Martin

Researchers have discovered how the structure of a protein allows a certain bacteria to interfere with the tomato plant's immune system, causing bacterial speck disease.

The work helps explain how Pseudomonas syringae, a bacterial pathogen, has evolved to cause disease and may open the door to breeding tomato varieties that are resistant to speck disease, which can prompt costly losses in tomato crops.

The research -- conducted at the Boyce Thompson Institute for Plant Science (BTI) at Cornell in conjunction with scientists at Tsinghua University in Beijing -- is published in the December issue of the Cell Host and Microbe.

Provided

The crystal structure of the AvrPtoB-BAK1 complex is shown superimposed on a tomato leaf that has symptoms of bacterial speck disease.

"Our work presents clear evidence of a molecular arms race or coevolution between a host plant and a pathogen," said Greg Martin, an expert on tomato disease resistance at the Cornell-affiliated BTI, a Cornell professor of plant pathology and plant-microbe biology, and lead author of the paper.

The paper describes the crystal structure of AvrPtoB -- a protein injected into plant cells by Pseudomonas syringae that interferes with the plant immune response and allows the bacteria to multiply.
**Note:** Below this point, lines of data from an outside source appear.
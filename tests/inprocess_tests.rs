//! In-process integration tests that contribute to coverage.
//!
//! These tests compile and run programs through the library API instead of
//! spawning the binary. PRINT is routed to a thread-local buffer so tests
//! running in parallel do not see each other's output.

use std::cell::RefCell;
use std::sync::Arc;

use tjit::bytecode::{DecodeError, ProgramBuilder, sample_multiply};
use tjit::jit::linker::LinkError;
use tjit::jit::{CompileOptions, CompiledFunction, JitError, compile_with};

thread_local! {
    static PRINTED: RefCell<Vec<i64>> = const { RefCell::new(Vec::new()) };
}

extern "C" fn capture(value: i64) {
    PRINTED.with(|out| out.borrow_mut().push(value));
}

fn capturing() -> CompileOptions {
    CompileOptions {
        print: capture,
        ..CompileOptions::default()
    }
}

fn compile(program: &[u8]) -> Result<CompiledFunction, JitError> {
    compile_with(program, capturing())
}

/// Run `function` on this thread and return what it printed.
fn run(function: &CompiledFunction, input: &[i64]) -> Vec<i64> {
    PRINTED.with(|out| out.borrow_mut().clear());
    unsafe { function.run(input) };
    PRINTED.with(|out| out.borrow_mut().drain(..).collect())
}

fn run_program(program: &[u8], input: &[i64]) -> Vec<i64> {
    let function = compile(program).unwrap();
    run(&function, input)
}

#[cfg(all(target_arch = "x86_64", unix))]
mod execution {
    use super::*;

    #[test]
    fn test_add_two_inputs() {
        let program = ProgramBuilder::new().input().input().add().print().halt().build();
        assert_eq!(run_program(&program, &[3, 4]), vec![7]);
    }

    #[test]
    fn test_multiply_sample() {
        let function = compile(&sample_multiply()).unwrap();
        assert_eq!(run(&function, &[0, 0]), vec![0]);
        assert_eq!(run(&function, &[3, 4]), vec![12]);
        assert_eq!(run(&function, &[-6, 7]), vec![-42]);
        // The body runs once even when the count is not positive.
        assert_eq!(run(&function, &[5, -3]), vec![5]);
    }

    #[test]
    fn test_constant_add_prints_sum() {
        let cases = [
            (0, 0, 0),
            (1, 2, 3),
            (-5, 3, -2),
            (1_000_000, -1_000_001, -1),
            (i32::MAX, 1, i32::MIN as i64),
            (i32::MIN, -1, i32::MAX as i64),
        ];
        for (a, b, expected) in cases {
            let program = ProgramBuilder::new().constant(a).constant(b).add().print().halt().build();
            assert_eq!(run_program(&program, &[]), vec![expected], "{} + {}", a, b);
        }
    }

    #[test]
    fn test_cmp_pushes_sign_of_difference() {
        let cases = [
            (1, 2, -1),
            (2, 1, 1),
            (7, 7, 0),
            (-3, 3, -1),
            (i32::MIN, 1, -1),
            (i32::MAX, i32::MIN, 1),
        ];
        for (a, b, expected) in cases {
            let program = ProgramBuilder::new().constant(a).constant(b).cmp().print().halt().build();
            assert_eq!(run_program(&program, &[]), vec![expected], "cmp {} {}", a, b);
        }
    }

    #[test]
    fn test_input_reads_low_32_bits() {
        let program = ProgramBuilder::new().input().print().input().print().halt().build();
        assert_eq!(
            run_program(&program, &[0x1_0000_0005, -1]),
            vec![5, -1]
        );
    }

    #[test]
    fn test_get_set_discard() {
        let program = ProgramBuilder::new()
            .constant(10)
            .constant(20)
            .constant(30)
            // copy 10 to the top
            .get(2)
            .print()
            // overwrite 20 with 99
            .constant(99)
            .set(1)
            .discard()
            .print()
            .print()
            .halt()
            .build();
        assert_eq!(run_program(&program, &[]), vec![10, 99, 10]);
    }

    #[test]
    fn test_print_at_every_stack_parity() {
        // PRINT with an odd and an even number of slots below it
        let program = ProgramBuilder::new()
            .constant(1)
            .constant(2)
            .print()
            .constant(3)
            .constant(4)
            .print()
            .print()
            .print()
            .halt()
            .build();
        assert_eq!(run_program(&program, &[]), vec![2, 4, 3, 1]);
    }

    #[test]
    fn test_jgt_not_taken_on_zero_or_negative() {
        let mut b = ProgramBuilder::new();
        // JGT at 1 jumps over `CONSTANT 0; PRINT; HALT` to 13
        b.input().jgt(12).constant(0).print().halt();
        b.constant(1).print().halt();
        let program = b.build();

        assert_eq!(run_program(&program, &[0]), vec![0]);
        assert_eq!(run_program(&program, &[-8]), vec![0]);
        assert_eq!(run_program(&program, &[8]), vec![1]);
    }

    #[test]
    fn test_halt_with_values_left_on_stack() {
        let program = ProgramBuilder::new().constant(1).constant(2).constant(3).halt().build();
        assert_eq!(run_program(&program, &[]), Vec::<i64>::new());
    }

    #[test]
    fn test_execution_is_deterministic() {
        let program = sample_multiply();
        let first = compile(&program).unwrap();
        let second = compile(&program).unwrap();
        assert_eq!(first.code(), second.code());

        let expected = run(&first, &[9, 11]);
        for _ in 0..10 {
            assert_eq!(run(&first, &[9, 11]), expected);
            assert_eq!(run(&second, &[9, 11]), expected);
        }
    }

    #[test]
    fn test_concurrent_invocation() {
        let function = Arc::new(compile(&sample_multiply()).unwrap());

        let handles: Vec<_> = (1..=8)
            .map(|i| {
                let function = Arc::clone(&function);
                std::thread::spawn(move || {
                    (0..100)
                        .map(|j| run(&function, &[i, j + 1]))
                        .collect::<Vec<_>>()
                })
            })
            .collect();

        for (i, handle) in (1..=8).zip(handles) {
            let outputs = handle.join().unwrap();
            for (j, printed) in (0..100).zip(outputs) {
                assert_eq!(printed, vec![i * (j + 1)]);
            }
        }
    }

    #[test]
    fn test_compiled_function_metadata() {
        let program = sample_multiply();
        let function = compile(&program).unwrap();
        let stats = function.stats();

        assert_eq!(stats.instructions, 18);
        assert_eq!(stats.branches, 1);
        assert_eq!(stats.code_size, function.code_size());
        assert_eq!(function.code().len(), function.code_size());
        assert!(function.region_size() >= function.code_size());
        assert_eq!(function.instruction_offsets().count(), 18);
        assert!(function.native_offset(0).is_some());
        assert!(function.native_offset(1).is_some());
        // Mid-operand offsets are not instruction boundaries.
        assert_eq!(function.native_offset(3), None);
    }

    #[test]
    fn test_breakpoints_add_a_trap_per_instruction() {
        let program = sample_multiply();
        let plain = compile(&program).unwrap();
        let traced = compile_with(
            &program,
            CompileOptions {
                breakpoints: true,
                ..capturing()
            },
        )
        .unwrap();
        assert_eq!(traced.code_size(), plain.code_size() + 18);
    }

    #[test]
    fn test_unknown_opcode_is_rejected() {
        let program = ProgramBuilder::new().input().raw(0x2a).halt().build();
        let err = compile(&program).unwrap_err();
        assert!(matches!(
            err,
            JitError::Decode(DecodeError::UnknownOpcode {
                offset: 1,
                byte: 0x2a
            })
        ));
    }

    #[test]
    fn test_truncated_operand_is_rejected() {
        let program = [0x00, 0x01, 0x02];
        let err = compile(&program).unwrap_err();
        assert!(matches!(
            err,
            JitError::Decode(DecodeError::TruncatedOperand { offset: 0, .. })
        ));
    }

    #[test]
    fn test_branch_to_non_boundary_is_rejected() {
        let program = ProgramBuilder::new().constant(1).jgt(2).halt().build();
        let err = compile(&program).unwrap_err();
        assert!(matches!(
            err,
            JitError::Link(LinkError::UnresolvedLabel { target: 7, .. })
        ));
    }

    #[test]
    fn test_empty_program_compiles() {
        let function = compile(&[]).unwrap();
        assert_eq!(function.stats().instructions, 0);
        assert_eq!(function.instruction_offsets().count(), 0);
    }
}

#[cfg(not(all(target_arch = "x86_64", unix)))]
#[test]
fn test_unsupported_host() {
    assert!(matches!(
        compile(&sample_multiply()),
        Err(JitError::UnsupportedHost)
    ));
}
//! Code buffer for building JIT code.
//!
//! The buffer exposes four emission primitives: literal bytes, relocatable
//! displacements, label binding at the current position and label references
//! from the current position. Displacements are left as zero placeholders and
//! filled in by the linker.

use super::label::LabelTable;
use crate::bytecode::ByteOffset;

/// Kind of a relocatable displacement.
#[derive(Debug, Clone, Copy, PartialEq, Eq)]
pub enum RelocKind {
    /// 32-bit displacement relative to the end of the field.
    Rel32,
}

impl RelocKind {
    /// Width of the displacement field in bytes.
    pub fn width(self) -> usize {
        match self {
            RelocKind::Rel32 => 4,
        }
    }
}

/// An outstanding displacement to patch at link time.
#[derive(Debug, Clone, Copy, PartialEq, Eq)]
pub struct Relocation {
    /// Position of the displacement field in the code.
    pub site: usize,
    /// Bytecode offset of the referenced label.
    pub target: ByteOffset,
    pub kind: RelocKind,
}

/// A buffer for building machine code.
#[derive(Debug, Default)]
pub struct CodeBuffer {
    code: Vec<u8>,
    labels: LabelTable,
    relocs: Vec<Relocation>,
}

impl CodeBuffer {
    pub fn new() -> Self {
        Self::default()
    }

    pub fn with_capacity(capacity: usize) -> Self {
        Self {
            code: Vec::with_capacity(capacity),
            ..Self::default()
        }
    }

    pub fn len(&self) -> usize {
        self.code.len()
    }

    pub fn is_empty(&self) -> bool {
        self.code.is_empty()
    }

    /// Current native position.
    pub fn offset(&self) -> usize {
        self.code.len()
    }

    pub fn emit_u8(&mut self, byte: u8) {
        self.code.push(byte);
    }

    /// Emit a 32-bit value (little-endian).
    pub fn emit_u32(&mut self, value: u32) {
        self.code.extend_from_slice(&value.to_le_bytes());
    }

    /// Emit a 64-bit value (little-endian).
    pub fn emit_u64(&mut self, value: u64) {
        self.code.extend_from_slice(&value.to_le_bytes());
    }

    pub fn emit_bytes(&mut self, bytes: &[u8]) {
        self.code.extend_from_slice(bytes);
    }

    /// Bind the label for bytecode `offset` at the current position.
    ///
    /// Returns `Err(previous)` if the label was already bound.
    pub fn bind_label(&mut self, offset: ByteOffset) -> Result<(), usize> {
        let pos = self.code.len();
        self.labels.bind(offset, pos).map(|_| ())
    }

    /// Reference the label for bytecode `offset` from the current position.
    pub fn reference_label(&mut self, offset: ByteOffset) -> Option<usize> {
        let site = self.code.len();
        self.labels.reference(offset, site)
    }

    /// Emit a placeholder displacement of `kind` pointing at the label for
    /// bytecode `target`.
    pub fn emit_reloc(&mut self, kind: RelocKind, target: ByteOffset) {
        self.reference_label(target);
        self.relocs.push(Relocation {
            site: self.code.len(),
            target,
            kind,
        });
        self.code.resize(self.code.len() + kind.width(), 0);
    }

    pub fn labels(&self) -> &LabelTable {
        &self.labels
    }

    pub fn relocations(&self) -> &[Relocation] {
        &self.relocs
    }

    /// Unpatched code bytes.
    pub fn code(&self) -> &[u8] {
        &self.code
    }
}
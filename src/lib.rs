//! tjit - a template JIT for a tiny stack bytecode
//!
//! This library decodes tjit bytecode, translates each instruction into a
//! fixed x86-64 template, and returns the result as callable native code.

pub mod bytecode;
pub mod config;
pub mod jit;

// Re-export commonly used types
pub use bytecode::{ByteOffset, DecodeError, Instruction, Op, ProgramBuilder, sample_multiply};
pub use config::{RuntimeConfig, StatsFormat};
pub use jit::{CompileOptions, CompileStats, CompiledFunction, Compiler, JitError, compile, compile_with};
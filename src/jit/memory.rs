//! Executable memory management using mmap.
//!
//! A region moves through three phases, each its own type:
//! `Region<Writable>` (fresh, zero-filled, read+write) → `Region<Filled>`
//! (code copied in, still read+write) → `Region<Sealed>` (read+execute).
//! Transitions consume the previous phase, so a region can never be written
//! after sealing nor executed before it.

use std::io;
use std::marker::PhantomData;
use std::mem::ManuallyDrop;
use std::ptr::NonNull;
use thiserror::Error;
use tracing::debug;

/// Error type for memory operations.
#[derive(Debug, Error)]
pub enum MemoryError {
    #[error("memory allocation failed: {0}")]
    AllocationFailed(io::Error),
    #[error("memory protection change failed: {0}")]
    ProtectionFailed(io::Error),
    #[error("invalid memory size: {0} bytes")]
    InvalidSize(usize),
    #[error("executable memory is not supported on this platform")]
    Unsupported,
}

/// Freshly acquired, writable, not executable.
#[derive(Debug)]
pub struct Writable;
/// Holds the final code, still writable, not executable.
#[derive(Debug)]
pub struct Filled;
/// Read+execute only.
#[derive(Debug)]
pub struct Sealed;

/// A page-granular block of memory in phase `P`.
#[derive(Debug)]
pub struct Region<P> {
    ptr: NonNull<u8>,
    /// Mapped size (multiple of the page size).
    size: usize,
    /// Number of code bytes written.
    len: usize,
    _phase: PhantomData<P>,
}

/// Hands out executable regions.
#[derive(Debug, Clone, Copy)]
pub struct ExecutableMemoryArena {
    page_size: usize,
}

impl Default for ExecutableMemoryArena {
    fn default() -> Self {
        Self::new()
    }
}

impl ExecutableMemoryArena {
    pub fn new() -> Self {
        Self {
            page_size: page_size(),
        }
    }

    pub fn page_size(&self) -> usize {
        self.page_size
    }

    /// Allocate at least `size` bytes of writable, non-executable memory.
    pub fn acquire(&self, size: usize) -> Result<Region<Writable>, MemoryError> {
        if size == 0 {
            return Err(MemoryError::InvalidSize(size));
        }

        // Round up to page size
        let aligned_size = size
            .checked_add(self.page_size - 1)
            .ok_or(MemoryError::InvalidSize(size))?
            & !(self.page_size - 1);

        let ptr = mmap_alloc(aligned_size)?;
        debug!(requested = size, mapped = aligned_size, "acquired writable region");

        Ok(Region {
            ptr,
            size: aligned_size,
            len: 0,
            _phase: PhantomData,
        })
    }
}

/// Get the page size for the current system.
fn page_size() -> usize {
    #[cfg(unix)]
    {
        let size = unsafe { libc::sysconf(libc::_SC_PAGESIZE) };
        if size > 0 { size as usize } else { 4096 }
    }
    #[cfg(not(unix))]
    {
        4096
    }
}

#[cfg(unix)]
fn mmap_alloc(size: usize) -> Result<NonNull<u8>, MemoryError> {
    let ptr = unsafe {
        libc::mmap(
            std::ptr::null_mut(),
            size,
            libc::PROT_READ | libc::PROT_WRITE,
            libc::MAP_PRIVATE | libc::MAP_ANONYMOUS,
            -1,
            0,
        )
    };

    if ptr == libc::MAP_FAILED {
        return Err(MemoryError::AllocationFailed(io::Error::last_os_error()));
    }

    NonNull::new(ptr as *mut u8)
        .ok_or_else(|| MemoryError::AllocationFailed(io::Error::other("mmap returned null")))
}

#[cfg(not(unix))]
fn mmap_alloc(_size: usize) -> Result<NonNull<u8>, MemoryError> {
    Err(MemoryError::Unsupported)
}

#[cfg(unix)]
fn protect_rx(ptr: NonNull<u8>, size: usize) -> Result<(), MemoryError> {
    let result = unsafe {
        libc::mprotect(
            ptr.as_ptr() as *mut libc::c_void,
            size,
            libc::PROT_READ | libc::PROT_EXEC,
        )
    };

    if result != 0 {
        return Err(MemoryError::ProtectionFailed(io::Error::last_os_error()));
    }
    Ok(())
}

#[cfg(not(unix))]
fn protect_rx(_ptr: NonNull<u8>, _size: usize) -> Result<(), MemoryError> {
    Err(MemoryError::Unsupported)
}

#[cfg(all(target_arch = "aarch64", target_os = "linux"))]
unsafe extern "C" {
    fn __clear_cache(begin: *mut libc::c_char, end: *mut libc::c_char);
}

#[cfg(all(target_arch = "aarch64", target_os = "macos"))]
unsafe extern "C" {
    fn sys_icache_invalidate(start: *mut libc::c_void, len: libc::size_t);
}

/// Make freshly written code visible to instruction fetch.
fn flush_icache(ptr: NonNull<u8>, len: usize) {
    #[cfg(all(target_arch = "aarch64", target_os = "linux"))]
    unsafe {
        let begin = ptr.as_ptr() as *mut libc::c_char;
        __clear_cache(begin, begin.add(len));
    }

    #[cfg(all(target_arch = "aarch64", target_os = "macos"))]
    unsafe {
        sys_icache_invalidate(ptr.as_ptr() as *mut libc::c_void, len);
    }

    // x86-64 keeps instruction and data caches coherent.
    #[cfg(not(all(target_arch = "aarch64", any(target_os = "linux", target_os = "macos"))))]
    let _ = (ptr, len);
}

impl<P> Region<P> {
    /// Mapped size in bytes.
    pub fn size(&self) -> usize {
        self.size
    }

    /// Number of code bytes written into the region.
    pub fn len(&self) -> usize {
        self.len
    }

    pub fn is_empty(&self) -> bool {
        self.len == 0
    }

    pub fn as_ptr(&self) -> *const u8 {
        self.ptr.as_ptr()
    }

    /// The written code bytes. Every phase is readable.
    pub fn code(&self) -> &[u8] {
        unsafe { std::slice::from_raw_parts(self.ptr.as_ptr(), self.len) }
    }

    fn into_phase<Q>(self, len: usize) -> Region<Q> {
        let this = ManuallyDrop::new(self);
        Region {
            ptr: this.ptr,
            size: this.size,
            len,
            _phase: PhantomData,
        }
    }
}

impl Region<Writable> {
    /// The whole mapped area, zero-filled.
    pub fn as_mut_slice(&mut self) -> &mut [u8] {
        unsafe { std::slice::from_raw_parts_mut(self.ptr.as_ptr(), self.size) }
    }

    /// Copy `bytes` into the start of the region.
    pub fn fill(self, bytes: &[u8]) -> Result<Region<Filled>, MemoryError> {
        let len = bytes.len();
        self.fill_with(len, |dst| {
            dst[..len].copy_from_slice(bytes);
            Ok(())
        })
    }

    /// Let `write` produce `len` bytes of code directly into the region.
    pub fn fill_with<E>(
        mut self,
        len: usize,
        write: impl FnOnce(&mut [u8]) -> Result<(), E>,
    ) -> Result<Region<Filled>, E>
    where
        E: From<MemoryError>,
    {
        if len > self.size {
            return Err(MemoryError::InvalidSize(len).into());
        }
        write(self.as_mut_slice())?;
        Ok(self.into_phase(len))
    }
}

impl Region<Filled> {
    /// Revoke write access, grant execute, and synchronize the instruction
    /// cache.
    pub fn seal(self) -> Result<Region<Sealed>, MemoryError> {
        protect_rx(self.ptr, self.size)?;
        flush_icache(self.ptr, self.len);
        debug!(len = self.len, mapped = self.size, "sealed region");
        let len = self.len;
        Ok(self.into_phase(len))
    }
}

impl<P> Drop for Region<P> {
    fn drop(&mut self) {
        #[cfg(unix)]
        unsafe {
            libc::munmap(self.ptr.as_ptr() as *mut libc::c_void, self.size);
        }
    }
}

// The region owns its mapping; once sealed it is immutable.
unsafe impl<P> Send for Region<P> {}
unsafe impl Sync for Region<Sealed> {}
The paper also provides an understanding of how AvrPtoB binds and interferes with the plant protein BAK1, which acts with immune receptors to activate plant defenses.

Some tomato varieties are able to resist infection by Pseudomonas syringae because they express proteins Fen and Pto, which detect AvrPtoB and mount a defense.

The structures characterized in Martin's research revealed that two domains of AvrPtoB have a structural similarity, suggesting they arose from an ancestral avrPtoB gene. The paper also identifies part of BAK1 that is structurally similar to the defense protein Pto.

Martin's research is supported by the National Institutes of Health and the National Science Foundation.